The Ottoman flag (now the flag of Turkey) was adopted in 1844. Other non-European powers followed the trend in the late 19th century, the flag of Great Qing being introduced in 1862, that of Japan being introduced in 1870.
Also in the 19th century, most countries of South America introduced a flag as they became independent (Peru in 1820, Bolivia in 1851, Colombia in 1860, Brazil in 1822, etc.)

==Process of adoption==

The national flag is often mentioned or described in a country's constitution, but its detailed description may be delegated to a flag law passed by the legislature, or even secondary legislation or in monarchies a decree.

Thus, the national flag is mentioned briefly in the Basic Law for the Federal Republic of Germany of 1949 "the federal flag is black-red-gold" (art. 22.2 Die Bundesflagge ist schwarz-rot-gold), but its proportions were regulated in a document passed by the government in the following year.
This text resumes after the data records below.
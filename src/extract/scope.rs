//! Value resolution over explicit scope chains
//!
//! `ValueResolver::resolve` reduces an expression to the value the store
//! analysis cares about: an object literal, a function, a string constant,
//! or the boundary of another module file.
//!
//! Resolution is a loop over `(expression, site)` pairs. Member accesses and
//! calls are pushed onto an accessor stack and applied once the object they
//! select from is known. Every identifier binding and every cross-file export
//! is entered at most once per resolution; revisiting one ends the walk as
//! opaque. There is no depth limit.

use std::collections::HashSet;
use std::path::{Path, PathBuf};
use std::rc::Rc;

use crate::parsing::{
    Bindings, ExportName, Expr, Function, ImportName, ObjectLit, Program, PropKey, Property,
};

use super::ParseContext;

/// Where an expression is evaluated: its file and the lexical frames in scope
#[derive(Debug, Clone)]
pub struct Site {
    program: Rc<Program>,
    /// Outermost (file scope) first
    chain: Rc<Vec<Rc<Bindings>>>,
}

impl Site {
    /// File-level scope of `program`
    pub fn top(program: Rc<Program>) -> Self {
        let chain = Rc::new(vec![program.scope.clone()]);
        Self { program, chain }
    }

    /// File scope followed by the given function frames (outermost first)
    pub fn with_frames(program: Rc<Program>, frames: &[Rc<Bindings>]) -> Self {
        let mut chain = Vec::with_capacity(frames.len() + 1);
        chain.push(program.scope.clone());
        chain.extend(frames.iter().cloned());
        Self {
            program,
            chain: Rc::new(chain),
        }
    }

    /// Scope inside a function body defined at this site
    pub fn enter(&self, frame: Rc<Bindings>) -> Self {
        let mut chain = self.chain.as_ref().clone();
        chain.push(frame);
        Self {
            program: self.program.clone(),
            chain: Rc::new(chain),
        }
    }

    pub fn file(&self) -> &Path {
        &self.program.path
    }

    pub fn program(&self) -> &Rc<Program> {
        &self.program
    }

    /// Innermost binding of `name`, with the site it is evaluated in and an
    /// identity for cycle detection
    fn lookup(&self, name: &str) -> Option<(Expr, Site, Seen)> {
        self.chain.iter().enumerate().rev().find_map(|(depth, frame)| {
            frame.get(name).map(|bound| {
                let site = Site {
                    program: self.program.clone(),
                    chain: Rc::new(self.chain[..=depth].to_vec()),
                };
                let seen = Seen::Binding(Rc::as_ptr(frame) as usize, name.to_string());
                (bound.clone(), site, seen)
            })
        })
    }

    fn binds_function(&self, name: &str) -> bool {
        matches!(self.lookup(name), Some((Expr::Function(_), _, _)))
    }
}

/// Result of resolving an expression
#[derive(Debug, Clone)]
pub enum Value {
    Object(Rc<ObjectLit>, Site),
    Function(Rc<Function>, Site),
    Array(Rc<Vec<Expr>>, Site),
    Str(String),
    /// Number, boolean, null or template literal
    Literal(Expr),
    /// `import * as ns` namespace object
    Namespace(Rc<Program>),
    /// Module boundary reached in [`Mode::StopAtFile`]
    External { file: PathBuf, export: ExportName },
    Opaque,
}

impl Value {
    pub fn is_opaque(&self) -> bool {
        matches!(self, Value::Opaque)
    }

    pub fn is_true(&self) -> bool {
        matches!(self, Value::Literal(Expr::Bool(true)))
    }
}

/// Whether imports are followed into their files
#[derive(Debug, Clone, Copy, PartialEq, Eq)]
pub enum Mode {
    Follow,
    /// Return [`Value::External`] when the value itself is another file's export
    StopAtFile,
}

#[derive(Debug, Clone, PartialEq, Eq, Hash)]
enum Seen {
    Binding(usize, String),
    Export(PathBuf, ExportName),
}

#[derive(Debug, Clone)]
enum Accessor {
    Property(Expr, Site),
    Call,
}

/// Resolves expressions against the programs of one pass
pub struct ValueResolver<'c, 'a> {
    ctx: &'c ParseContext<'a>,
}

impl<'c, 'a> ValueResolver<'c, 'a> {
    pub fn new(ctx: &'c ParseContext<'a>) -> Self {
        Self { ctx }
    }

    pub fn resolve(&self, expr: &Expr, site: &Site, mode: Mode) -> Value {
        let mut seen = HashSet::new();
        self.walk(expr.clone(), site.clone(), Vec::new(), mode, &mut seen)
    }

    /// Resolve to a string constant
    pub fn resolve_str(&self, expr: &Expr, site: &Site) -> Option<String> {
        match self.resolve(expr, site, Mode::Follow) {
            Value::Str(value) => Some(value),
            _ => None,
        }
    }

    /// Expression exported as `export` by `file`, following `export *`
    pub fn export_of(&self, file: &Path, export: &ExportName) -> Option<(Expr, Site)> {
        self.export_with(file, export, &mut HashSet::new())
    }

    /// Object returned by a function value, first matching return wins
    pub fn returned_object(&self, function: &Function, site: &Site) -> Option<(Rc<ObjectLit>, Site)> {
        let inner = site.enter(function.locals.clone());
        function
            .returns
            .iter()
            .find_map(|ret| match self.resolve(ret, &inner, Mode::Follow) {
                Value::Object(object, site) => Some((object, site)),
                _ => None,
            })
    }

    fn walk(
        &self,
        mut expr: Expr,
        mut site: Site,
        mut accessors: Vec<Accessor>,
        mode: Mode,
        seen: &mut HashSet<Seen>,
    ) -> Value {
        loop {
            match expr {
                Expr::Ident(name) => {
                    let Some((bound, bound_site, identity)) = site.lookup(&name) else {
                        return Value::Opaque;
                    };
                    if !seen.insert(identity) {
                        return Value::Opaque;
                    }
                    expr = bound;
                    site = bound_site;
                }
                Expr::Member { object, property } => {
                    accessors.push(Accessor::Property(*property, site.clone()));
                    expr = *object;
                }
                Expr::Call { callee, args } | Expr::New { callee, args } => {
                    if self.is_store_constructor(&callee, &args, &site) {
                        let Some(options) = args.first() else {
                            return Value::Opaque;
                        };
                        expr = options.clone();
                    } else {
                        accessors.push(Accessor::Call);
                        expr = *callee;
                    }
                }
                Expr::Import(import) => {
                    let Some(file) = self.ctx.resolve_import(&import.source, site.file()) else {
                        return Value::Opaque;
                    };
                    let export = match import.name {
                        ImportName::Export(export) => export,
                        ImportName::Namespace => match accessors.pop() {
                            None => {
                                return match self.ctx.program(&file) {
                                    Some(program) => Value::Namespace(program),
                                    None => Value::Opaque,
                                }
                            }
                            Some(Accessor::Property(property, property_site)) => {
                                match self.property_name(&property, &property_site, seen) {
                                    Some(name) => export_name(name),
                                    None => return Value::Opaque,
                                }
                            }
                            Some(Accessor::Call) => return Value::Opaque,
                        },
                    };
                    if mode == Mode::StopAtFile && accessors.is_empty() {
                        return Value::External { file, export };
                    }
                    let Some((exported, export_site)) = self.export_with(&file, &export, seen) else {
                        return Value::Opaque;
                    };
                    expr = exported;
                    site = export_site;
                }
                Expr::Function(function) => match accessors.pop() {
                    None => return Value::Function(function, site),
                    Some(Accessor::Call) => {
                        let inner = site.enter(function.locals.clone());
                        for ret in &function.returns {
                            let mut branch_seen = seen.clone();
                            let value = self.walk(
                                ret.clone(),
                                inner.clone(),
                                accessors.clone(),
                                mode,
                                &mut branch_seen,
                            );
                            if !value.is_opaque() {
                                return value;
                            }
                        }
                        return Value::Opaque;
                    }
                    Some(Accessor::Property(..)) => return Value::Opaque,
                },
                Expr::Object(object) => match accessors.pop() {
                    None => return Value::Object(object, site),
                    Some(Accessor::Property(property, property_site)) => {
                        let Some(name) = self.property_name(&property, &property_site, seen) else {
                            return Value::Opaque;
                        };
                        let Some((value, value_site)) = self.find_property(&object, &site, &name, seen)
                        else {
                            return Value::Opaque;
                        };
                        expr = value;
                        site = value_site;
                    }
                    Some(Accessor::Call) => return Value::Opaque,
                },
                Expr::Array(items) if accessors.is_empty() => return Value::Array(items, site),
                Expr::Str(value) if accessors.is_empty() => return Value::Str(value),
                literal @ (Expr::Number | Expr::Bool(_) | Expr::Null | Expr::Template)
                    if accessors.is_empty() =>
                {
                    return Value::Literal(literal)
                }
                _ => return Value::Opaque,
            }
        }
    }

    /// `new X.Store(..)`, `new Store(..)`, or `createStore(options)` that is
    /// not a call to a locally defined factory
    fn is_store_constructor(&self, callee: &Expr, args: &[Expr], site: &Site) -> bool {
        match callee.trailing_name() {
            Some("Store") => true,
            Some("createStore") => {
                let local_factory = matches!(callee, Expr::Ident(name) if site.binds_function(name));
                !local_factory && !args.is_empty()
            }
            _ => false,
        }
    }

    fn property_name(&self, property: &Expr, site: &Site, seen: &HashSet<Seen>) -> Option<String> {
        if let Expr::Str(name) = property {
            return Some(name.clone());
        }
        let mut branch_seen = seen.clone();
        match self.walk(property.clone(), site.clone(), Vec::new(), Mode::Follow, &mut branch_seen) {
            Value::Str(name) => Some(name),
            _ => None,
        }
    }

    /// Last property named `name`, looking through spreads
    fn find_property(
        &self,
        object: &ObjectLit,
        site: &Site,
        name: &str,
        seen: &HashSet<Seen>,
    ) -> Option<(Expr, Site)> {
        for property in object.properties.iter().rev() {
            match property {
                Property::Keyed { key, value, .. } => {
                    let matches = match key {
                        PropKey::Name(key) => key == name,
                        PropKey::Computed(key) => {
                            self.property_name(key, site, seen).as_deref() == Some(name)
                        }
                    };
                    if matches {
                        return Some((value.clone(), site.clone()));
                    }
                }
                Property::Spread(source) => {
                    let mut branch_seen = seen.clone();
                    if let Value::Object(inner, inner_site) =
                        self.walk(source.clone(), site.clone(), Vec::new(), Mode::Follow, &mut branch_seen)
                    {
                        if let Some(found) = self.find_property(&inner, &inner_site, name, &branch_seen) {
                            return Some(found);
                        }
                    }
                }
            }
        }
        None
    }

    fn export_with(
        &self,
        file: &Path,
        export: &ExportName,
        seen: &mut HashSet<Seen>,
    ) -> Option<(Expr, Site)> {
        if !seen.insert(Seen::Export(file.to_path_buf(), export.clone())) {
            return None;
        }
        let program = self.ctx.program(file)?;
        if let Some(expr) = program.export(export) {
            return Some((expr.clone(), Site::top(program.clone())));
        }
        if let ExportName::Named(_) = export {
            for source in &program.star_exports {
                if let Some(target) = self.ctx.resolve_import(source, &program.path) {
                    if let Some(found) = self.export_with(&target, export, seen) {
                        return Some(found);
                    }
                }
            }
        }
        None
    }
}

fn export_name(name: String) -> ExportName {
    if name == "default" {
        ExportName::Default
    } else {
        ExportName::Named(name)
    }
}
The Flag of the United States is not defined in the constitution but rather in a separate Flag Resolution passed in 1777.

Minor design changes of national flags are often passed on a legislative or executive level, while substantial changes have constitutional character. The design of the flag of Serbia omitting the communist star of the flag of Yugoslavia was a decision made in the 1992 Serbian constitutional referendum, but the adoption of a coat of arms within the flag was based on a government "recommendation" in 2003, adopted legislatively in 2009 and again subject to a minor design change in 2010. The flag of the United States underwent numerous changes because the number of stars represents the number of states, proactively defined in a Flag Act of 1818 to the effect that "on the admission of every new state into the Union, one star be added to the union of the flag"; it was changed most recently in 1960 with the accession of Hawaii.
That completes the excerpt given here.